» **WHAT TO DO**: Go through the listing below. Copy each line that has the string "EnvFilter".

» **DATA TO USE**:
use anyhow::{Context, ensure};
use clap::Parser;
use std::path::PathBuf;
use std::process;
use std::time::Instant;
use tracing::{error, info};
use tracing_subscriber::EnvFilter;
use tvtidy::{ShowRenamer, TmdbProvider};

/// Rename TV show episode files to "Show SxxEyy Title.ext" using
/// The Movie Database.
///
/// Processes one show at a time rather than a whole library. Some shows
/// require manual intervention (e.g. joint episodes) which can't really be
/// automated, so reprocessing everything would mess up the data.
#[derive(Debug, Parser)]
#[command(name = "tvtidy", version)]
struct Cli {
    /// Path to the show root directory, e.g. "Breaking Bad (2008)"
    show_dir: PathBuf,

    /// Compute and log the rename plan without moving any files
    #[arg(long)]
    dry_run: bool,
}

fn main() {
    tracing_subscriber::fmt()
        .with_env_filter(
            EnvFilter::try_from_default_env().unwrap_or_else(|_| EnvFilter::new("info")),
        )
        .init();

    let cli = Cli::parse();
    let started = Instant::now();

    match run(&cli) {
        Ok(rename_count) => {
            info!("renamed {rename_count} file(s)");
            info!("elapsed: {:.2?}", started.elapsed());
        }
        Err(e) => {
            error!("fatal error: {e:#}");
            info!("elapsed: {:.2?}", started.elapsed());
            process::exit(1);
        }
    }
}

fn run(cli: &Cli) -> anyhow::Result<usize> {
    let api_key = std::env::var("TMDB_API_KEY").context("TMDB_API_KEY not set")?;
    ensure!(!api_key.trim().is_empty(), "TMDB_API_KEY is blank");

    info!(
        "running - show_dir={}, dry_run={}",
        cli.show_dir.display(),
        cli.dry_run
    );

    let renamer = ShowRenamer::new(TmdbProvider::new(api_key));
    Ok(renamer.run(&cli.show_dir, cli.dry_run)?)
}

» **TASK OUTPUT**:
use tracing_subscriber::EnvFilter;
            EnvFilter::try_from_default_env().unwrap_or_else(|_| EnvFilter::new("info")),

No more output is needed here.